Every company is now a tech company

Technology E&O isn't just for traditional IT companies anymore. Almost any company offering a service or technology product now carries E&O risk. Management consulting firms may develop bespoke software when helping streamline customer operations. Law firms may create digital document management platforms and then provide access to their peers. Accounting practices deliver cloud-based financial systems. With even traditional professional services moving to digital-first delivery, the benefits are clear and business models are increasingly reliant on digital-led services as a result.

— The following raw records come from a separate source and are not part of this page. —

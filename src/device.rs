//! Typed records of every allocatable device on a node, plus the consumed-map
//! bookkeeping the fitting engine deducts against.

use std::collections::HashMap;

use serde::{Deserialize, Serialize};

use crate::config::{CDI_CLASS, CDI_VENDOR};

/// Classification of a discovered device.
#[derive(Debug, Clone, Copy, PartialEq, Eq, Serialize, Deserialize, Default)]
#[serde(rename_all = "snake_case")]
pub enum DeviceType {
    #[default]
    Gpu,
    Vf,
    Accel,
}

impl std::fmt::Display for DeviceType {
    fn fmt(&self, f: &mut std::fmt::Formatter<'_>) -> std::fmt::Result {
        let s = match self {
            DeviceType::Gpu => "gpu",
            DeviceType::Vf => "vf",
            DeviceType::Accel => "accel",
        };
        write!(f, "{}", s)
    }
}

/// One allocatable device. GPU-only fields are zero on VFs and accelerators
/// and vice versa.
#[derive(Debug, Clone, PartialEq, Eq, Serialize, Deserialize, Default)]
#[serde(rename_all = "camelCase", default)]
pub struct Device {
    pub uid: String,
    pub pci_address: String,
    pub model_id: String,
    pub device_type: DeviceType,
    pub card_idx: u32,
    pub render_idx: u32,
    pub memory_mib: u64,
    /// Compute-share budget; 1000 is a whole device.
    pub millicores: u32,
    /// SR-IOV VF budget; 0 means SR-IOV disabled. GPUs only.
    pub max_vfs: u64,
    pub ecc_on: bool,
    pub tiles: u32,
    /// VF only: uid of the physical function.
    pub parent_uid: String,
    /// VF only: 0-based index in the parent's PCI ordering.
    pub vf_index: u64,
    /// VF only: name of the provisioned profile.
    pub vf_profile: String,
}

/// Flattens a PCI address and model id into an RFC-1123 safe uid,
/// e.g. `0000:03:00.0` + `0x56c0` -> `0000-03-00-0-0x56c0`.
pub fn device_uid(pci_address: &str, model_id: &str) -> String {
    format!(
        "{}-{}",
        pci_address.replace([':', '.'], "-"),
        model_id.to_lowercase()
    )
}

impl Device {
    pub fn is_gpu(&self) -> bool {
        self.device_type == DeviceType::Gpu
    }

    pub fn is_vf(&self) -> bool {
        self.device_type == DeviceType::Vf
    }

    pub fn is_accel(&self) -> bool {
        self.device_type == DeviceType::Accel
    }

    pub fn sriov_enabled(&self) -> bool {
        self.is_gpu() && self.max_vfs > 0
    }

    /// Kernel driver the device is bound to.
    pub fn driver(&self) -> &'static str {
        match self.device_type {
            DeviceType::Accel => "habanalabs",
            _ => "i915",
        }
    }

    /// Fully-qualified CDI device name.
    pub fn cdi_name(&self) -> String {
        format!("{}/{}={}", CDI_VENDOR, CDI_CLASS, self.uid)
    }

    /// Whether the device exposes a render node.
    pub fn has_render_node(&self) -> bool {
        self.render_idx > 0
    }
}

pub type DeviceMap = HashMap<String, Device>;

/// Tentative deductions accumulated while fitting, keyed like the
/// allocatable map.
#[derive(Debug, Clone, Default, PartialEq, Eq, Serialize, Deserialize)]
pub struct Consumed {
    pub memory_mib: u64,
    pub millicores: u32,
    /// VF slots in use on a physical function: planned plus already present.
    pub vfs: u64,
}

impl Consumed {
    pub fn is_zero(&self) -> bool {
        self.memory_mib == 0 && self.millicores == 0 && self.vfs == 0
    }
}

pub type ConsumedMap = HashMap<String, Consumed>;
//! Static SR-IOV profile tables per hardware model: VF memory, doorbell and
//! context quotas, and the VF counts each profile is sized for. The numbers
//! are vendor data consumed as-is; everything else in this module is queries
//! over them.

use std::collections::HashMap;

use once_cell::sync::Lazy;

/// Profile name meaning "no explicit quotas, kernel auto-provisioning".
pub static FAIR_SHARE_PROFILE: &str = "fairShare";

/// A named set of per-VF quotas.
#[derive(Debug, Clone, Copy, PartialEq, Eq)]
pub struct VfProfile {
    pub name: &'static str,
    /// VF count the profile is sized for; provisioning `numvfs` of these
    /// consumes the whole device.
    pub numvfs: u64,
    pub memory_mib: u64,
    /// Memory quota when the parent runs with ECC enabled.
    pub memory_mib_ecc: u64,
    pub doorbells: u64,
    pub contexts: u64,
    pub ggtt_mib: u64,
    pub exec_quantum_ms: u64,
    pub preempt_timeout_us: u64,
}

impl VfProfile {
    pub fn memory(&self, ecc: bool) -> u64 {
        if ecc {
            self.memory_mib_ecc
        } else {
            self.memory_mib
        }
    }

    /// Compute share of one VF of this profile.
    pub fn millicores(&self) -> u32 {
        (1000 / self.numvfs) as u32
    }

    pub fn is_fair_share(&self) -> bool {
        self.name == FAIR_SHARE_PROFILE
    }
}

/// Per-model capacity figures and the profiles defined for it.
#[derive(Debug, Clone, Copy)]
pub struct GpuModel {
    pub name: &'static str,
    pub device_ids: &'static [&'static str],
    pub memory_mib: u64,
    pub doorbells: u64,
    pub contexts: u64,
    pub ggtt_mib: u64,
    pub tiles: u32,
    pub max_vfs: u64,
    /// Profile used when a VF request does not constrain memory.
    pub default_profile: &'static str,
    pub profiles: &'static [VfProfile],
}

macro_rules! profile {
    ($name:literal, $numvfs:literal, $mem:literal, $mem_ecc:literal, $db:literal, $ctx:literal, $ggtt:literal, $eq:literal, $pt:literal) => {
        VfProfile {
            name: $name,
            numvfs: $numvfs,
            memory_mib: $mem,
            memory_mib_ecc: $mem_ecc,
            doorbells: $db,
            contexts: $ctx,
            ggtt_mib: $ggtt,
            exec_quantum_ms: $eq,
            preempt_timeout_us: $pt,
        }
    };
}

static FLEX170_PROFILES: &[VfProfile] = &[
    profile!("flex170_m1", 1, 14248, 14000, 240, 1024, 4096, 64, 128000),
    profile!("flex170_m2", 2, 7124, 7000, 120, 512, 2048, 32, 64000),
    profile!("flex170_m4", 4, 3562, 3500, 60, 256, 1024, 16, 32000),
    profile!("flex170_m8", 8, 1781, 1750, 30, 128, 512, 8, 16000),
    profile!("flex170_m16", 16, 890, 875, 15, 64, 256, 4, 8000),
];

static MAX1550_PROFILES: &[VfProfile] = &[
    profile!("max1550_m1", 1, 131072, 128000, 480, 2048, 8192, 64, 128000),
    profile!("max1550_m2", 2, 65536, 64000, 240, 1024, 4096, 32, 64000),
    profile!("max1550_m4", 4, 32768, 32000, 120, 512, 2048, 16, 32000),
    profile!("max1550_m8", 8, 16384, 16000, 60, 256, 1024, 8, 16000),
    profile!("max1550_m16", 16, 8192, 8000, 30, 128, 512, 4, 8000),
];

static MAX1100_PROFILES: &[VfProfile] = &[
    profile!("max1100_m1", 1, 49152, 48000, 240, 1024, 4096, 64, 128000),
    profile!("max1100_m2", 2, 24576, 24000, 120, 512, 2048, 32, 64000),
    profile!("max1100_m4", 4, 12288, 12000, 60, 256, 1024, 16, 32000),
    profile!("max1100_m8", 8, 6144, 6000, 30, 128, 512, 8, 16000),
];

static MODELS: &[GpuModel] = &[
    GpuModel {
        name: "flex170",
        device_ids: &["0x56c0"],
        memory_mib: 14248,
        doorbells: 240,
        contexts: 1024,
        ggtt_mib: 4096,
        tiles: 1,
        max_vfs: 16,
        default_profile: "flex170_m16",
        profiles: FLEX170_PROFILES,
    },
    GpuModel {
        name: "max1550",
        device_ids: &["0x0bd5"],
        memory_mib: 131072,
        doorbells: 480,
        contexts: 2048,
        ggtt_mib: 8192,
        tiles: 2,
        max_vfs: 16,
        default_profile: "max1550_m16",
        profiles: MAX1550_PROFILES,
    },
    GpuModel {
        name: "max1100",
        device_ids: &["0x0bda"],
        memory_mib: 49152,
        doorbells: 240,
        contexts: 1024,
        ggtt_mib: 4096,
        tiles: 1,
        max_vfs: 8,
        default_profile: "max1100_m8",
        profiles: MAX1100_PROFILES,
    },
    // Gaudi accelerators expose no SR-IOV and no profiles.
    GpuModel {
        name: "gaudi2",
        device_ids: &["0x1020"],
        memory_mib: 98304,
        doorbells: 0,
        contexts: 0,
        ggtt_mib: 0,
        tiles: 1,
        max_vfs: 0,
        default_profile: "",
        profiles: &[],
    },
];

static MODELS_BY_DEVICE_ID: Lazy<HashMap<&'static str, &'static GpuModel>> = Lazy::new(|| {
    let mut map = HashMap::new();
    for model in MODELS {
        for id in model.device_ids {
            map.insert(*id, model);
        }
    }
    map
});

static MODELS_BY_NAME: Lazy<HashMap<&'static str, &'static GpuModel>> =
    Lazy::new(|| MODELS.iter().map(|m| (m.name, m)).collect());

pub fn model_for_device_id(device_id: &str) -> Option<&'static GpuModel> {
    MODELS_BY_DEVICE_ID.get(device_id).copied()
}

pub fn model_by_name(name: &str) -> Option<&'static GpuModel> {
    MODELS_BY_NAME.get(name).copied()
}

/// Smallest minimum-profile memory across all models that define profiles;
/// the lower bound for claim validation when the model is not yet known.
pub fn global_min_profile_memory() -> u64 {
    MODELS
        .iter()
        .filter(|m| !m.profiles.is_empty())
        .map(|m| m.min_profile_memory(false))
        .min()
        .unwrap_or(0)
}

/// Largest model memory; the upper bound for claim validation.
pub fn global_max_device_memory() -> u64 {
    MODELS.iter().map(|m| m.memory_mib).max().unwrap_or(0)
}

impl GpuModel {
    pub fn profile(&self, name: &str) -> Option<&'static VfProfile> {
        self.profiles.iter().find(|p| p.name == name)
    }

    pub fn default_vf_profile(&self) -> Option<&'static VfProfile> {
        self.profile(self.default_profile)
    }

    /// Smallest profile whose (ECC-aware) memory covers the request.
    pub fn smallest_profile_with_memory(
        &self,
        memory_mib: u64,
        ecc: bool,
    ) -> Option<&'static VfProfile> {
        self.profiles
            .iter()
            .filter(|p| p.memory(ecc) >= memory_mib)
            .min_by_key(|p| p.memory(ecc))
    }

    /// Profile whose (ECC-aware) memory quota matches a discovered VF.
    pub fn profile_for_vf_memory(&self, memory_mib: u64, ecc: bool) -> Option<&'static VfProfile> {
        self.profiles.iter().find(|p| p.memory(ecc) == memory_mib)
    }

    pub fn min_profile_memory(&self, ecc: bool) -> u64 {
        self.profiles
            .iter()
            .map(|p| p.memory(ecc))
            .min()
            .unwrap_or(0)
    }

    /// Memory of the largest single-VF profile; a device reporting less is
    /// running with ECC enabled.
    pub fn max_single_vf_memory(&self) -> u64 {
        self.profiles
            .iter()
            .map(|p| p.memory_mib)
            .max()
            .unwrap_or(0)
    }
}

#[cfg(test)]
mod tests {
    use super::*;

    #[test]
    fn lookup_by_device_id_and_name() {
        let flex = model_for_device_id("0x56c0").unwrap();
        assert_eq!(flex.name, "flex170");
        assert_eq!(model_by_name("flex170").unwrap().max_vfs, 16);
        assert!(model_for_device_id("0xdead").is_none());
    }

    #[test]
    fn smallest_fitting_profile() {
        let flex = model_by_name("flex170").unwrap();
        let p = flex.smallest_profile_with_memory(4000, false).unwrap();
        assert_eq!(p.name, "flex170_m2");
        let p = flex.smallest_profile_with_memory(890, false).unwrap();
        assert_eq!(p.name, "flex170_m16");
        assert!(flex.smallest_profile_with_memory(20000, false).is_none());
    }

    #[test]
    fn ecc_column_is_smaller() {
        for model in MODELS.iter().filter(|m| !m.profiles.is_empty()) {
            for p in model.profiles {
                assert!(p.memory_mib_ecc < p.memory_mib, "{}", p.name);
            }
        }
    }

    #[test]
    fn profile_millicores_split_evenly() {
        let flex = model_by_name("flex170").unwrap();
        assert_eq!(flex.profile("flex170_m2").unwrap().millicores(), 500);
        assert_eq!(flex.profile("flex170_m16").unwrap().millicores(), 62);
    }

    #[test]
    fn min_profile_memory_bounds() {
        let flex = model_by_name("flex170").unwrap();
        assert_eq!(flex.min_profile_memory(false), 890);
        assert_eq!(global_min_profile_memory(), 890);
        assert!(global_max_device_memory() >= 131072);
    }

    #[test]
    fn gaudi_has_no_sriov() {
        let gaudi = model_by_name("gaudi2").unwrap();
        assert_eq!(gaudi.max_vfs, 0);
        assert!(gaudi.default_vf_profile().is_none());
    }

    #[test]
    fn ecc_detection_threshold() {
        let flex = model_by_name("flex170").unwrap();
        assert_eq!(flex.max_single_vf_memory(), 14248);
    }
}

However, these dependencies create a growing vulnerability when systems fail. A network outage means there is no fallback. The digital services cannot be done by alternative means. Business stops. Alongside being technology companies, producing content has turned companies into content creators and distributors. This article, for example, which a decade ago may have just been written for a trade publication, will now be published on a range of owned online channels. But this process exposes businesses to media liability and intellectual property risks.

The growing risk

IT and software supply chain incidents are increasing as threat actors continue to hone their approaches and exploit weak points in supply chains which can cascade across the rest of the ecosystem.  Software supply chain attacks increased from an average of just under 13 a month during the eight months of February-September 2024 to just over 16 a month from October 2024 to May 2025, an increase of 25% in the most recent eight-month period. June and July 2025 averaged nearly 25 cyberattacks[1].

Changing an outdated approach

As these risks increase and converge, insurance coverage lines are becoming less clear and the traditional approaches less effective. A business might have some advertising cover under General Liability, a cyber policy covering technology services, and miscellaneous professional liability for non-tech risks. When complex incidents occur, this fragmented approach creates potential for coverage gaps. It is combatting the cyber threat of 2015 not 2025. Our industry requires an approach designed for the next generation of threats.

The IP Gap

Many of the world’s largest companies today hold greater value in their intangible rather than physical assets. Patents, proprietary software, and trade secrets represent core competitive advantages, particularly for technology providers. This IP makes them targets. Hackers know that if businesses rely on access to online data to provide their services and retain their value then withholding access will create the leverage they need to extort significant ransoms.  Simultaneously, developing technology solutions increases risk of accidentally infringing patents or misappropriating trade secrets while delivering services.

The intellectual property insurance market remains significantly underserved compared to cyber coverage. It's an emerging product with limited carrier capacity. This creates a potential coverage gap for organisations whose business models depend on IP assets.

For technology service providers, IP infringement allegations often arise directly from professional service delivery. When consulting firms' software allegedly infringes competitors' patents, or professional services firms are accused of misappropriating client trade secrets, claims blur boundaries between professional liability and IP protection. By integrating IP coverage within existing insurers can provide increasingly essential protection.

The next generation of cover

Recognising these evolving risk landscapes, Tokio Marine Kiln has launched the market-first Enterprise Ctrl suite as an enhancement to our recently introduced Cyber Ctrl offering. This integrated solution combines professional liability, cyber insurance, and intellectual property coverage under a single policy. 

As the risk of cyber incidents, professional service failures, and IP disputes become increasingly interconnected, Enterprise Ctrl reduces the risk of coverage gaps and brings clarity in place of blurred lines.